China’s numer­ous land bor­ders in Northeast and Central Asia also put other coun­tries at risk of the virus, lead­ing Mongolia and Kazakhstan to imple­ment severe restric­tions on move­ment from China. However, most coun­tries have to bal­ance the need to pro­tect their pop­u­la­tions against the eco­nom­ic and polit­i­cal ram­i­fi­ca­tions of sev­er­ing links with China. Particularly wor­ried is North Korea, which has banned Chinese tourist arrivals and set up quar­an­tine zone at its bor­ders. While North Korea’s tight, author­i­tar­i­an system appeared to help it weath­er both the 2002 – 2003 SARS out­break and the 2015 MERS out­break, the new coro­n­avirus presents the coun­try with more of a dilem­ma, as Chinese tourists (350,000 vis­it­ed last year alone) have become a crit­i­cal source of rev­enue for the coun­try’s econ­o­my as it strug­gles under the weight of sanc­tions. Another source of danger for Pyongyang are the esti­mat­ed 50,000 North Korean work­ers in China. The labor­ers were sup­posed to return to North Korea by late last month in accor­dance with U.N. sanc­tions, but many report­ed­ly did not due to the hap­haz­ard imple­men­ta­tion of the mea­sures.

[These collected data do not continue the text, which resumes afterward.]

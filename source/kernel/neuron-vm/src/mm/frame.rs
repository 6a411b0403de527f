// Copyright 2024 Open Nexus OS Contributors
// SPDX-License-Identifier: Apache-2.0

//! CONTEXT: Physical frame collaborator and alias ledger for shared frames
//! OWNERS: @kernel-mm-team
//! PUBLIC API: FrameAllocator, Frames, HeapFrameAllocator
//! DEPENDS_ON: external frame allocator, kernel heap (HeapFrameAllocator)
//! INVARIANTS: A frame with live aliases is never returned to the allocator;
//!             the last holder (owner or alias) frees it exactly once

extern crate alloc;

use alloc::boxed::Box;
use alloc::collections::{BTreeMap, BTreeSet};

use super::PAGE_SIZE;

/// External physical frame allocator.
///
/// Implementations hand out page-aligned frames reachable through the kernel
/// direct map and are synchronised by their owner.
pub trait FrameAllocator {
    /// Returns the physical address of a fresh frame, or `None` when exhausted.
    fn allocate_frame(&mut self) -> Option<usize>;
    /// Returns `pa` to the allocator.
    fn free_frame(&mut self, pa: usize);
}

#[derive(Clone, Copy, Debug, Default)]
struct ShareState {
    aliases: usize,
    owner_released: bool,
}

/// Frame allocator plus the alias ledger for frames mapped shared-not-owned.
pub struct Frames<A> {
    allocator: A,
    shares: BTreeMap<usize, ShareState>,
}

impl<A: FrameAllocator> Frames<A> {
    pub fn new(allocator: A) -> Self {
        Self { allocator, shares: BTreeMap::new() }
    }

    pub fn allocator(&self) -> &A {
        &self.allocator
    }

    pub fn allocator_mut(&mut self) -> &mut A {
        &mut self.allocator
    }

    /// Allocates a zero-filled frame.
    pub fn allocate(&mut self) -> Option<usize> {
        let pa = self.allocator.allocate_frame()?;
        if pa % PAGE_SIZE != 0 {
            panic!("allocate_frame: unaligned frame {:#x}", pa);
        }
        // SAFETY: the allocator handed us exclusive ownership of a direct-mapped frame.
        unsafe { core::ptr::write_bytes(frame_ptr(pa), 0, PAGE_SIZE) };
        Some(pa)
    }

    /// Returns a frame nobody aliases (page-table nodes, unwound allocations).
    pub(crate) fn free(&mut self, pa: usize) {
        self.allocator.free_frame(pa);
    }

    /// Called when an owning leaf entry for `pa` is torn down.
    pub fn release(&mut self, pa: usize) {
        match self.shares.get_mut(&pa) {
            Some(state) => {
                if state.owner_released {
                    panic!("release: frame {:#x} released twice by its owner", pa);
                }
                state.owner_released = true;
                log_debug!(
                    target: "share",
                    "owner released {:#x}; {} alias(es) keep it alive",
                    pa,
                    state.aliases
                );
            }
            None => self.allocator.free_frame(pa),
        }
    }

    /// Records a new shared-not-owned entry for `pa`.
    pub fn share(&mut self, pa: usize) {
        let state = self.shares.entry(pa).or_default();
        state.aliases += 1;
        #[cfg(feature = "debug_uart")]
        log_trace!(target: "share", "share {:#x} aliases={}", pa, state.aliases);
    }

    /// Drops one shared-not-owned entry for `pa`, freeing the frame if it was the last holder.
    pub fn unshare(&mut self, pa: usize) {
        let Some(state) = self.shares.get_mut(&pa) else {
            panic!("unshare: frame {:#x} has no recorded aliases", pa);
        };
        state.aliases -= 1;
        #[cfg(feature = "debug_uart")]
        log_trace!(target: "share", "unshare {:#x} aliases={}", pa, state.aliases);
        if state.aliases == 0 {
            let released = state.owner_released;
            self.shares.remove(&pa);
            if released {
                log_debug!(target: "share", "last alias of {:#x} dropped; freeing", pa);
                self.allocator.free_frame(pa);
            }
        }
    }

    /// Number of shared-not-owned entries currently pointing at `pa`.
    pub fn alias_count(&self, pa: usize) -> usize {
        self.shares.get(&pa).map_or(0, |state| state.aliases)
    }

    /// Whether the owner of `pa` has already torn down its mapping.
    pub fn owner_released(&self, pa: usize) -> bool {
        self.shares.get(&pa).is_some_and(|state| state.owner_released)
    }
}

/// Direct-map view of a physical frame.
#[inline]
pub(crate) fn frame_ptr(pa: usize) -> *mut u8 {
    pa as *mut u8
}

#[repr(C, align(4096))]
struct HeapPage([u8; PAGE_SIZE]);

/// Frame source backed by the kernel heap.
///
/// Used during bring-up before the physical allocator is online and by host
/// tests. Tracks every live frame, rejects foreign or repeated frees, and can
/// be given an allocation budget to simulate exhaustion.
#[derive(Default)]
pub struct HeapFrameAllocator {
    live: BTreeSet<usize>,
    budget: Option<usize>,
}

impl HeapFrameAllocator {
    pub const fn new() -> Self {
        Self { live: BTreeSet::new(), budget: None }
    }

    /// Allows `remaining` more allocations before reporting exhaustion; `None` lifts the limit.
    pub fn set_budget(&mut self, remaining: Option<usize>) {
        self.budget = remaining;
    }

    pub fn live_frames(&self) -> usize {
        self.live.len()
    }

    pub fn is_live(&self, pa: usize) -> bool {
        self.live.contains(&pa)
    }
}

impl FrameAllocator for HeapFrameAllocator {
    fn allocate_frame(&mut self) -> Option<usize> {
        if let Some(remaining) = self.budget.as_mut() {
            if *remaining == 0 {
                return None;
            }
            *remaining -= 1;
        }
        let page = Box::new(HeapPage([0; PAGE_SIZE]));
        let pa = Box::into_raw(page) as usize;
        self.live.insert(pa);
        Some(pa)
    }

    fn free_frame(&mut self, pa: usize) {
        if !self.live.remove(&pa) {
            panic!("free_frame: {:#x} is not a live frame", pa);
        }
        // SAFETY: `pa` came from `Box::into_raw` in `allocate_frame` and was live until now.
        unsafe { drop(Box::from_raw(pa as *mut HeapPage)) };
    }
}

impl Drop for HeapFrameAllocator {
    fn drop(&mut self) {
        while let Some(pa) = self.live.pop_first() {
            // SAFETY: every live address originates from `Box::into_raw` and is unique.
            unsafe { drop(Box::from_raw(pa as *mut HeapPage)) };
        }
    }
}

#[cfg(test)]
mod tests {
    use super::*;

    #[test]
    fn allocate_returns_aligned_zeroed_frames() {
        let mut frames = Frames::new(HeapFrameAllocator::new());
        let pa = frames.allocate().expect("frame");
        assert_eq!(pa % PAGE_SIZE, 0);
        let bytes = unsafe { core::slice::from_raw_parts(frame_ptr(pa), PAGE_SIZE) };
        assert!(bytes.iter().all(|b| *b == 0));
    }

    #[test]
    fn budget_simulates_exhaustion() {
        let mut alloc = HeapFrameAllocator::new();
        alloc.set_budget(Some(1));
        assert!(alloc.allocate_frame().is_some());
        assert!(alloc.allocate_frame().is_none());
        alloc.set_budget(None);
        assert!(alloc.allocate_frame().is_some());
        assert_eq!(alloc.live_frames(), 2);
    }

    #[test]
    #[should_panic(expected = "is not a live frame")]
    fn double_free_is_fatal() {
        let mut alloc = HeapFrameAllocator::new();
        let pa = alloc.allocate_frame().expect("frame");
        alloc.free_frame(pa);
        alloc.free_frame(pa);
    }

    #[test]
    fn release_without_aliases_frees_immediately() {
        let mut frames = Frames::new(HeapFrameAllocator::new());
        let pa = frames.allocate().expect("frame");
        frames.release(pa);
        assert!(!frames.allocator().is_live(pa));
    }

    #[test]
    fn last_alias_frees_after_owner_release() {
        let mut frames = Frames::new(HeapFrameAllocator::new());
        let pa = frames.allocate().expect("frame");
        frames.share(pa);
        frames.share(pa);
        frames.release(pa);
        assert!(frames.allocator().is_live(pa));
        assert!(frames.owner_released(pa));
        frames.unshare(pa);
        assert_eq!(frames.alias_count(pa), 1);
        assert!(frames.allocator().is_live(pa));
        frames.unshare(pa);
        assert!(!frames.allocator().is_live(pa));
        assert_eq!(frames.alias_count(pa), 0);
    }

    #[test]
    fn alias_drop_before_owner_keeps_frame() {
        let mut frames = Frames::new(HeapFrameAllocator::new());
        let pa = frames.allocate().expect("frame");
        frames.share(pa);
        frames.unshare(pa);
        assert!(frames.allocator().is_live(pa));
        frames.release(pa);
        assert!(!frames.allocator().is_live(pa));
    }

    #[test]
    #[should_panic(expected = "no recorded aliases")]
    fn unshare_without_alias_is_fatal() {
        let mut frames = Frames::new(HeapFrameAllocator::new());
        let pa = frames.allocate().expect("frame");
        frames.unshare(pa);
    }
}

Since then, how­ev­er, some may have returned home before Pyongyang imple­ment­ed quar­an­tine mea­sures, par­tic­u­lar­ly in the run-up to the Lunar New Year. 

The Upshot 

China’s coro­n­avirus out­break is a fluid, rapid­ly evolv­ing sit­u­a­tion. What hap­pens now is highly uncer­tain — and even more so for coun­tries that are trying to con­tain the spread of the virus within their own bor­ders. If China’s domes­tic response nips the virus in the bud, the number of cases could peak in the coming weeks, result­ing in a relax­ing of restric­tions within the next two months. But if the mea­sures prove inef­fec­tive and the virus spreads fur­ther — or becomes more fatal — the long period of incu­ba­tion and con­ta­gious­ness could mean cases con­tin­ue to crop up inter­na­tion­al­ly for some time to come. In such a sce­nario, author­i­ties in China and far­ther afield won’t be lift­ing restric­tions any­time soon, which would herald a dif­fi­cult year ahead for the global tourism indus­try.